Newly out actress Kelly McGillis heads a strong cast in the Pasadena Playhouse's excellent production of the Lillian Hellman classic The Little Foxes .

BY Trudy Ring

June 03 2009 12:00 AM ET

The Little Foxes

is a play with a lot to say -- about rapacious business
practices, exploitation of the poor, and gender politics -- and
70 years after its Broadway bow, it's still delivering its
message effectively.

Newly out actress Kelly
McGillis heads a strong cast in the Pasadena Playhouse's
excellent production of the Lillian Hellman classic, directed
by Dámaso Rodriguez. In the program notes, Rodriguez
comments that
The Little Foxes

"shockingly reflects our times," and the action onstage
proves him right. With their greed and treachery, Hellman's
Gilded Age little foxes would likely fit right in with the big,
bad wolves at some of today's too-large-to-fail companies.

The play is set in 1900
in a small Southern town, where brothers Ben and Oscar Hubbard
are successful merchants.
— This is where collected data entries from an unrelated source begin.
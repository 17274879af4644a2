use crate::view::Baseline;
use crate::{Closure, Enforcer, Expression, Layout, StridedView, TransposeError};

/// How thoroughly [`transpose_with`] validates a permutation.
#[derive(Debug, Clone, Copy, PartialEq, Eq, Default)]
pub enum CheckPolicy {
    /// Length and axis range only. Repeated axes are accepted.
    #[default]
    None,
    /// Additionally rejects repeated axes.
    Full,
}

/// Layout of a view whose axes are `permutation` of a source laid out as `layout`.
pub fn permuted_layout(layout: Layout, permutation: &[usize]) -> Layout {
    if permutation.windows(2).all(|w| w[0] <= w[1]) {
        layout
    } else if permutation.windows(2).all(|w| w[0] >= w[1]) {
        layout.transposed()
    } else {
        Layout::Dynamic
    }
}

/// Reverses the axes of `e`.
///
/// ```
/// # use strata::prelude::*;
/// let a = Array::from_data([1, 2, 3, 4, 5, 6], shape![2, 3]).unwrap();
/// let t = transpose(&a);
/// assert_eq!(t.shape(), &shape![3, 2]);
/// assert_eq!(t.layout(), Layout::ColumnMajor);
/// ```
pub fn transpose<'a, E: Expression>(e: impl Into<Closure<'a, E>>) -> StridedView<'a, E> {
    let e = e.into();
    let shape = e.shape().reversed();
    let Baseline {
        handle,
        strides,
        offset,
        layout,
    } = Baseline::of(e);
    let layout = layout.transposed();
    log::debug!("transpose: {:?} -> layout {}", shape, layout);
    StridedView::new_unchecked(handle, shape, strides.reversed(), offset, layout)
}

/// Reorders the axes of `e`: axis `i` of the result is axis `permutation[i]` of `e`.
///
/// The permutation must name every axis of `e` exactly once. With [`CheckPolicy::None`]
/// repeated axes are not detected and produce a view that reads some elements more than once.
pub fn transpose_with<'a, E: Expression>(
    e: impl Into<Closure<'a, E>>,
    permutation: &[usize],
    policy: CheckPolicy,
) -> Result<StridedView<'a, E>, TransposeError> {
    let e = e.into();
    Enforcer::check_permutation(e.dimension(), permutation, policy)?;
    let shape = e.shape().permuted(permutation);
    let Baseline {
        handle,
        strides,
        offset,
        layout,
    } = Baseline::of(e);
    let layout = permuted_layout(layout, permutation);
    log::debug!(
        "transpose {:?}: {:?} -> layout {}",
        permutation,
        shape,
        layout
    );
    Ok(StridedView::new_unchecked(
        handle,
        shape,
        strides.permuted(permutation),
        offset,
        layout,
    ))
}
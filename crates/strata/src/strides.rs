use crate::{Layout, RVec, Shape};

/// Signed per-axis element steps.
///
/// A stride of 0 is valid and repeats the same element along an axis (broadcast and new axes).
#[derive(Clone, PartialEq, Eq, Default, Hash)]
pub struct Strides(RVec<isize>);

impl Strides {
    pub fn new(strides: RVec<isize>) -> Self {
        Self(strides)
    }

    pub fn to_vec(&self) -> Vec<isize> {
        self.0.to_vec()
    }

    pub fn iter(&self) -> impl DoubleEndedIterator<Item = &isize> + ExactSizeIterator {
        self.0.iter()
    }

    pub fn len(&self) -> usize {
        self.0.len()
    }

    pub fn is_empty(&self) -> bool {
        self.0.is_empty()
    }

    pub fn rank(&self) -> usize {
        self.len()
    }

    pub fn push(&mut self, stride: isize) {
        self.0.push(stride);
    }

    pub fn reversed(&self) -> Self {
        Self(self.0.iter().rev().copied().collect())
    }

    pub fn permuted(&self, permutation: &[usize]) -> Self {
        Self(permutation.iter().map(|&p| self.0[p]).collect())
    }

    /// Canonical contiguous strides of `shape` for `layout`.
    ///
    /// `Layout::Dynamic` carries no stride order of its own and yields row-major strides.
    pub fn contiguous(shape: &Shape, layout: Layout) -> Self {
        let mut strides: RVec<isize> = smallvec::smallvec![0; shape.rank()];
        let mut stride = 1isize;
        match layout {
            Layout::ColumnMajor => {
                for (i, &size) in shape.iter().enumerate() {
                    strides[i] = stride;
                    stride *= size as isize;
                }
            }
            Layout::RowMajor | Layout::Dynamic => {
                for (i, &size) in shape.iter().enumerate().rev() {
                    strides[i] = stride;
                    stride *= size as isize;
                }
            }
        }
        Self(strides)
    }

    /// `strides[i] * (shape[i] - 1)` per axis, 0 for empty axes.
    pub fn backstrides(&self, shape: &Shape) -> Strides {
        debug_assert_eq!(self.rank(), shape.rank());
        self.0
            .iter()
            .zip(shape.iter())
            .map(|(&stride, &size)| stride * size.saturating_sub(1) as isize)
            .collect()
    }
}

impl std::fmt::Debug for Strides {
    fn fmt(&self, f: &mut std::fmt::Formatter<'_>) -> std::fmt::Result {
        let mut shape = format!("[{}", self.0.first().unwrap_or(&0));
        for dim in self.0.iter().skip(1) {
            shape.push_str(&format!("x{}", dim));
        }
        write!(f, "{}]", shape)
    }
}

impl AsRef<[isize]> for Strides {
    fn as_ref(&self) -> &[isize] {
        &self.0
    }
}

impl std::ops::Index<usize> for Strides {
    type Output = isize;

    fn index(&self, index: usize) -> &Self::Output {
        &self.0[index]
    }
}

impl From<Vec<isize>> for Strides {
    fn from(strides: Vec<isize>) -> Self {
        Self(strides.into())
    }
}

impl<const N: usize> From<[isize; N]> for Strides {
    fn from(strides: [isize; N]) -> Self {
        Self(strides.iter().copied().collect())
    }
}

impl FromIterator<isize> for Strides {
    fn from_iter<I: IntoIterator<Item = isize>>(iter: I) -> Self {
        Self(iter.into_iter().collect())
    }
}
use crate::view::Baseline;
use crate::{
    resolve_range, Closure, Expression, Layout, Shape, SliceError, SliceSpec, StridedView, Strides,
    ViewError,
};

/// Builds a view of `e` from a list of per-axis slice descriptors.
///
/// Descriptors are matched to source axes from the left; [`SliceSpec::NewAxis`] inserts an
/// axis without consuming one and axes left unmentioned at the end are kept whole. The
/// resulting layout is always [`Layout::Dynamic`].
///
/// ```
/// # use strata::prelude::*;
/// let a = Array::from_data([1, 2, 3, 4, 5, 6], shape![2, 3]).unwrap();
/// let v = dynamic_view(&a, &s![NewAxis, 1, range(..).step(-1)]).unwrap();
/// assert_eq!(v.shape(), &shape![1, 3]);
/// assert_eq!(v.to_vec(), vec![6, 5, 4]);
/// ```
pub fn dynamic_view<'a, E: Expression>(
    e: impl Into<Closure<'a, E>>,
    slices: &[SliceSpec],
) -> Result<StridedView<'a, E>, ViewError> {
    let e = e.into();
    let old_shape = e.shape().clone();
    let rank = old_shape.rank();

    let new_axes = slices
        .iter()
        .filter(|s| matches!(s, SliceSpec::NewAxis))
        .count();
    let indices = slices
        .iter()
        .filter(|s| matches!(s, SliceSpec::Index(_)))
        .count();
    let consumed = slices.len() - new_axes;
    if consumed > rank {
        return Err(SliceError::TooManySlices {
            given: consumed,
            rank,
        })?;
    }
    let dimension = rank + new_axes - indices;

    let Baseline {
        handle,
        strides: old_strides,
        offset: base_offset,
        ..
    } = Baseline::of(e);

    let mut shape = Shape::new(Default::default());
    let mut strides = Strides::new(Default::default());
    let mut offset = base_offset as isize;
    let mut newaxis_skip = 0;
    for (i, slice) in slices.iter().enumerate() {
        let axis = i - newaxis_skip;
        match *slice {
            SliceSpec::NewAxis => {
                newaxis_skip += 1;
                shape.push(1);
                strides.push(0);
            }
            SliceSpec::Index(index) => {
                let size = old_shape[axis];
                let resolved = if index < 0 {
                    index + size as isize
                } else {
                    index
                };
                if resolved < 0 || resolved >= size as isize {
                    return Err(SliceError::IndexOutOfRange { index, axis, size })?;
                }
                offset += resolved * old_strides[axis];
            }
            SliceSpec::All => {
                shape.push(old_shape[axis]);
                strides.push(old_strides[axis]);
            }
            SliceSpec::Range(range) => {
                let resolved =
                    resolve_range(&range, old_shape[axis]).ok_or(SliceError::ZeroStep { axis })?;
                offset += resolved.start as isize * old_strides[axis];
                shape.push(resolved.len);
                strides.push(resolved.step * old_strides[axis]);
            }
        }
    }
    for axis in consumed..rank {
        shape.push(old_shape[axis]);
        strides.push(old_strides[axis]);
    }
    debug_assert_eq!(shape.rank(), dimension);

    let offset = usize::try_from(offset).map_err(|_| ViewError::OutOfBounds {
        min: offset,
        max: offset,
        len: handle.len(),
    })?;
    log::trace!(
        "dynamic_view {:?} on {:?}: shape={:?} strides={:?} offset={}",
        slices,
        old_shape,
        shape,
        strides,
        offset
    );
    Ok(StridedView::new_unchecked(
        handle,
        shape,
        strides,
        offset,
        Layout::Dynamic,
    ))
}

#[cfg(test)]
mod tests {
    use super::*;
    use crate::{range, s, shape, Array, Generator, NewAxis};

    fn array() -> Array<i32> {
        Array::from_data([1, 2, 3, 4, 5, 6], shape![2, 3]).unwrap()
    }

    #[test]
    fn test_ranges() {
        let a = array();
        let v = dynamic_view(&a, &s![range(0..1), range(0..3).step(2)]).unwrap();
        assert_eq!(v.shape(), &shape![1, 2]);
        assert_eq!(v.strides().to_vec(), vec![3, 2]);
        assert_eq!(v.layout(), Layout::Dynamic);
        assert_eq!(v.element(&[0, 1]), 3);
        assert_eq!(v.to_vec(), vec![1, 3]);
    }

    #[test]
    fn test_index_drops_axis() {
        let a = array();
        let v = dynamic_view(&a, &s![1]).unwrap();
        assert_eq!(v.shape(), &shape![3]);
        assert_eq!(v.offset(), 3);
        assert_eq!(v.to_vec(), vec![4, 5, 6]);

        let last = dynamic_view(&a, &s![.., -1]).unwrap();
        assert_eq!(last.to_vec(), vec![3, 6]);

        let scalar = dynamic_view(&a, &s![1, 2]).unwrap();
        assert_eq!(scalar.dimension(), 0);
        assert_eq!(scalar.element(&[]), 6);
    }

    #[test]
    fn test_new_axis() {
        let a = array();
        let v = dynamic_view(&a, &s![.., NewAxis]).unwrap();
        assert_eq!(v.shape(), &shape![2, 1, 3]);
        assert_eq!(v.strides().to_vec(), vec![3, 0, 1]);
        for i in 0..2 {
            for j in 0..3 {
                assert_eq!(v.element(&[i, 0, j]), a.element(&[i, j]));
            }
        }
    }

    #[test]
    fn test_negative_step_and_empty() {
        let a = array();
        let v = dynamic_view(&a, &s![range(..).step(-1), range(1..).step(-1)]).unwrap();
        assert_eq!(v.shape(), &shape![2, 2]);
        assert_eq!(v.to_vec(), vec![5, 4, 2, 1]);

        let empty = dynamic_view(&a, &s![range(2..1)]).unwrap();
        assert_eq!(empty.shape(), &shape![0, 3]);
        assert_eq!(empty.offset(), 0);
        assert!(empty.to_vec().is_empty());
    }

    #[test]
    fn test_inclusive_ranges() {
        let a = Array::<i32>::arange(shape![4]);
        let reversed = dynamic_view(&a, &s![range(3..=0).step(-1)]).unwrap();
        assert_eq!(reversed.to_vec(), vec![3, 2, 1, 0]);

        let whole = dynamic_view(&a, &s![0..=-1]).unwrap();
        assert_eq!(whole.to_vec(), vec![0, 1, 2, 3]);

        let stepped = dynamic_view(&a, &s![range(0..=2).step(2)]).unwrap();
        assert_eq!(stepped.to_vec(), vec![0, 2]);

        let tail = dynamic_view(&a, &s![range(-1..=1).step(-2)]).unwrap();
        assert_eq!(tail.to_vec(), vec![3, 1]);
    }

    #[test]
    fn test_slice_errors() {
        let a = array();
        assert_eq!(
            dynamic_view(&a, &s![0, 0, 0]).unwrap_err(),
            ViewError::Slice(SliceError::TooManySlices { given: 3, rank: 2 })
        );
        assert!(dynamic_view(&a, &s![NewAxis, 0, NewAxis, 0, NewAxis]).is_ok());
        assert_eq!(
            dynamic_view(&a, &s![.., range(..).step(0)]).unwrap_err(),
            ViewError::Slice(SliceError::ZeroStep { axis: 1 })
        );
        assert_eq!(
            dynamic_view(&a, &s![-3]).unwrap_err(),
            ViewError::Slice(SliceError::IndexOutOfRange {
                index: -3,
                axis: 0,
                size: 2
            })
        );
    }

    #[test]
    fn test_view_of_view() {
        let a = Array::<u32>::arange(shape![4, 4]);
        let inner = dynamic_view(&a, &s![1..3, 1..3]).unwrap();
        let corner = dynamic_view(&inner, &s![1, range(..).step(-1)]).unwrap();
        assert_eq!(corner.offset(), 10);
        assert_eq!(corner.to_vec(), vec![10, 9]);
    }

    #[test]
    fn test_generator_source() {
        let g = Generator::new(shape![3, 4], |idx: &[usize]| (idx[0] * 4 + idx[1]) as f32);
        let v = dynamic_view(&g, &s![range(..).step(2), 3]).unwrap();
        assert!(!v.data_handle().is_buffer());
        assert_eq!(v.to_vec(), vec![3.0, 11.0]);
    }
}
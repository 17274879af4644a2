use crate::{compute_size, compute_strides, unravel_index, Closure, Expression, Layout, Strides};

/// Flat, indexable access to an expression that has no raw buffer.
///
/// Flat positions follow the row-major order of the wrapped expression; each access is turned
/// back into a multi-index and forwarded to [`Expression::element`].
pub struct ExpressionAdaptor<'a, E: Expression> {
    expr: Closure<'a, E>,
    strides: Strides,
    size: usize,
}

impl<'a, E: Expression> ExpressionAdaptor<'a, E> {
    pub fn new(expr: impl Into<Closure<'a, E>>) -> Self {
        let expr = expr.into();
        let strides = compute_strides(expr.shape(), Layout::RowMajor);
        let size = compute_size(expr.shape());
        Self {
            expr,
            strides,
            size,
        }
    }

    pub fn size(&self) -> usize {
        self.size
    }

    pub fn strides(&self) -> &Strides {
        &self.strides
    }

    pub fn expression(&self) -> &E {
        &self.expr
    }

    /// Element at flat position `i`, `0 <= i < size()`.
    ///
    /// Positions past the end are not checked in release builds.
    #[inline]
    pub fn at_flat(&self, i: usize) -> E::Elem {
        debug_assert!(i < self.size, "flat index {} out of {}", i, self.size);
        let index = unravel_index(i, &self.strides);
        self.expr.element(&index)
    }
}

impl<'a, E: Expression> std::fmt::Debug for ExpressionAdaptor<'a, E> {
    fn fmt(&self, f: &mut std::fmt::Formatter<'_>) -> std::fmt::Result {
        f.debug_struct("ExpressionAdaptor")
            .field("shape", self.expr.shape())
            .field("strides", &self.strides)
            .field("size", &self.size)
            .finish()
    }
}

#[cfg(test)]
mod tests {
    use super::ExpressionAdaptor;
    use crate::{shape, Generator};

    #[test]
    fn test_at_flat_row_major() {
        let g = Generator::new(shape![2, 3, 4], |idx: &[usize]| {
            (idx[0] * 100 + idx[1] * 10 + idx[2]) as i32
        });
        let adaptor = ExpressionAdaptor::new(&g);
        assert_eq!(adaptor.size(), 24);
        assert_eq!(adaptor.strides().to_vec(), vec![12, 4, 1]);
        assert_eq!(adaptor.at_flat(0), 0);
        assert_eq!(adaptor.at_flat(5), 11);
        assert_eq!(adaptor.at_flat(23), 123);
    }

    #[test]
    fn test_scalar_expression() {
        let g = Generator::new(shape![], |_: &[usize]| 7u32);
        let adaptor = ExpressionAdaptor::new(&g);
        assert_eq!(adaptor.size(), 1);
        assert_eq!(adaptor.at_flat(0), 7);
    }

    #[test]
    #[cfg(debug_assertions)]
    #[should_panic]
    fn test_past_the_end_asserts_in_debug() {
        let g = Generator::new(shape![2], |idx: &[usize]| idx[0] as f32);
        let adaptor = ExpressionAdaptor::new(&g);
        adaptor.at_flat(2);
    }
}
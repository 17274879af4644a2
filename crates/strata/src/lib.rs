//! Strided views over N-dimensional arrays.
//!
//! A [`StridedView`] reinterprets the storage of an [`Expression`] through its own shape,
//! signed strides and offset without copying elements. [`transpose`] and [`dynamic_view`]
//! build views from existing arrays or views; sources without a raw buffer are read through
//! an [`ExpressionAdaptor`].
//!
//! ```
//! use strata::prelude::*;
//!
//! let a = Array::from_data([1, 2, 3, 4, 5, 6], shape![2, 3]).unwrap();
//! let t = transpose(&a);
//! assert_eq!(t.shape(), &shape![3, 2]);
//! assert_eq!(t.element(&[0, 1]), 4);
//!
//! let v = dynamic_view(&a, &s![0..1, range(0..3).step(2)]).unwrap();
//! assert_eq!(v.to_array().to_vec(), vec![1, 3]);
//! ```
mod adaptor;
mod arith;
mod array;
mod dtype;
mod enforcer;
mod error;
mod expression;
mod generator;
mod layout;
mod ops;
mod shape;
mod storage;
mod strides;
mod view;

pub use adaptor::*;
pub use arith::*;
pub use array::*;
pub use dtype::*;
pub use enforcer::*;
pub use error::*;
pub use expression::*;
pub use generator::*;
pub use layout::*;
pub use ops::*;
pub use shape::*;
pub use storage::*;
pub use strides::*;
pub use view::*;

use smallvec::SmallVec;
pub type RVec<T> = SmallVec<[T; 4]>;

//https://github.com/sonos/tract/blob/main/data/src/macros.rs#L2
#[macro_export]
macro_rules! rvec {
    (@one $x:expr) => (1usize);
    ($elem:expr; $n:expr) => ({
        $crate::RVec::from_elem($elem, $n)
    });
    ($($x:expr),*$(,)*) => ({
        let count = 0usize $(+ rvec![@one $x])*;
        #[allow(unused_mut)]
        let mut vec = $crate::RVec::new();
        if count <= vec.inline_size() {
            $(vec.push($x);)*
            vec
        } else {
            $crate::RVec::from_vec(vec![$($x,)*])
        }
    });
}

#[macro_export]
macro_rules! shape {
    ($($x:expr),*$(,)*) => ({
        use $crate::rvec;
        $crate::Shape::new(rvec![$($x,)*])
    });
}

/// Builds a [`SliceVec`] from a comma separated list of slice descriptors.
///
/// Each entry is anything convertible into a [`SliceSpec`]: an integer index, a Rust range
/// (`1..3`, `..`, `2..`), a stepped range (`range(0..6).step(2)`), or the [`All`] /
/// [`NewAxis`] markers.
#[macro_export]
macro_rules! s {
    ($($x:expr),*$(,)*) => ({
        #[allow(unused_mut)]
        let mut slices = $crate::SliceVec::new();
        $(slices.push($crate::SliceSpec::from($x));)*
        slices
    });
}

pub mod prelude {
    pub use crate::{
        dynamic_view, range, rvec, s, shape, strided_view, transpose, transpose_with, All, Array,
        CheckPolicy, Closure, Expression, Layout, NewAxis, Shape, SliceSpec, StridedView, Strides,
    };
}
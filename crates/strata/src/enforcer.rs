use crate::{CheckPolicy, Shape, Strides, TransposeError, ViewError};

/// # Enforcer
///
/// Enforcer enforces common invariants on view geometry.
pub struct Enforcer;

impl Enforcer {
    pub fn check_rank(shape: &Shape, strides: &Strides) -> Result<(), ViewError> {
        if shape.rank() != strides.rank() {
            return Err(ViewError::RankMismatch {
                shape: shape.rank(),
                strides: strides.rank(),
            });
        }
        Ok(())
    }

    /// Every index must be inside its axis and at least `shape.rank()` indices must be given.
    /// Extra leading indices are accepted and ignored.
    pub fn check_index(shape: &Shape, index: &[usize]) -> Result<(), ViewError> {
        let out_of_range = || ViewError::OutOfRange {
            index: index.to_vec(),
            shape: shape.clone(),
        };
        if index.len() < shape.rank() {
            return Err(out_of_range());
        }
        let skip = index.len() - shape.rank();
        if index[skip..].iter().zip(shape.iter()).any(|(i, dim)| i >= dim) {
            return Err(out_of_range());
        }
        Ok(())
    }

    /// All positions reachable from `offset` must fall inside a buffer of `len` elements.
    pub fn check_bounds(
        len: usize,
        shape: &Shape,
        strides: &Strides,
        offset: usize,
    ) -> Result<(), ViewError> {
        Self::check_rank(shape, strides)?;
        if shape.numel() == 0 {
            return Ok(());
        }
        let (mut min, mut max) = (offset as isize, offset as isize);
        for (&stride, &dim) in strides.iter().zip(shape.iter()) {
            let end = stride * (dim as isize - 1);
            if end >= 0 {
                max += end;
            } else {
                min += end;
            }
        }
        if min < 0 || max >= len as isize {
            return Err(ViewError::OutOfBounds { min, max, len });
        }
        Ok(())
    }

    pub fn check_broadcast(src: &Shape, dst: &Shape) -> Result<(), ViewError> {
        if !src.broadcasts_to(dst) {
            return Err(ViewError::ShapeMismatch {
                src: src.clone(),
                dst: dst.clone(),
            });
        }
        Ok(())
    }

    pub fn check_permutation(
        rank: usize,
        permutation: &[usize],
        policy: CheckPolicy,
    ) -> Result<(), TransposeError> {
        if permutation.len() != rank {
            return Err(TransposeError::SizeMismatch {
                expected: rank,
                actual: permutation.len(),
            });
        }
        if let Some(&axis) = permutation.iter().find(|&&axis| axis >= rank) {
            return Err(TransposeError::InvalidAxis { axis, rank });
        }
        if policy == CheckPolicy::Full {
            let mut seen = vec![false; rank];
            for &axis in permutation {
                if seen[axis] {
                    return Err(TransposeError::DuplicateAxis(axis));
                }
                seen[axis] = true;
            }
        }
        Ok(())
    }
}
However, they and their sister,
Regina, envision much greater riches if they partner with a
Chicago firm to build a cotton mill in their town, bringing
"the mill to the cotton." The one obstacle to their plan is
Regina's absent and estranged husband, banker Horace Giddens,
who has not agreed to put up the couple's share of the
investment. When Regina sends their daughter, Alexandra, to
bring the ailing Horace home from Johns Hopkins Hospital in
Baltimore, it's part of a scheme of deceit, backstabbing, and
worse as Ben, Oscar, and Regina each try to turn the deal to
their advantage.

The siblings are
ruthless not only toward each other; Hellman lets us know that
Ben and Oscar have cheated almost everyone they've done
business with. What's more, they're committed to delivering a
docile, underpaid mill workforce, assuring their Chicago
partner there will be no strikes and low wages -- $3 a week
compared to $8 at Northern mills, less if they play off black
and white workers against each other.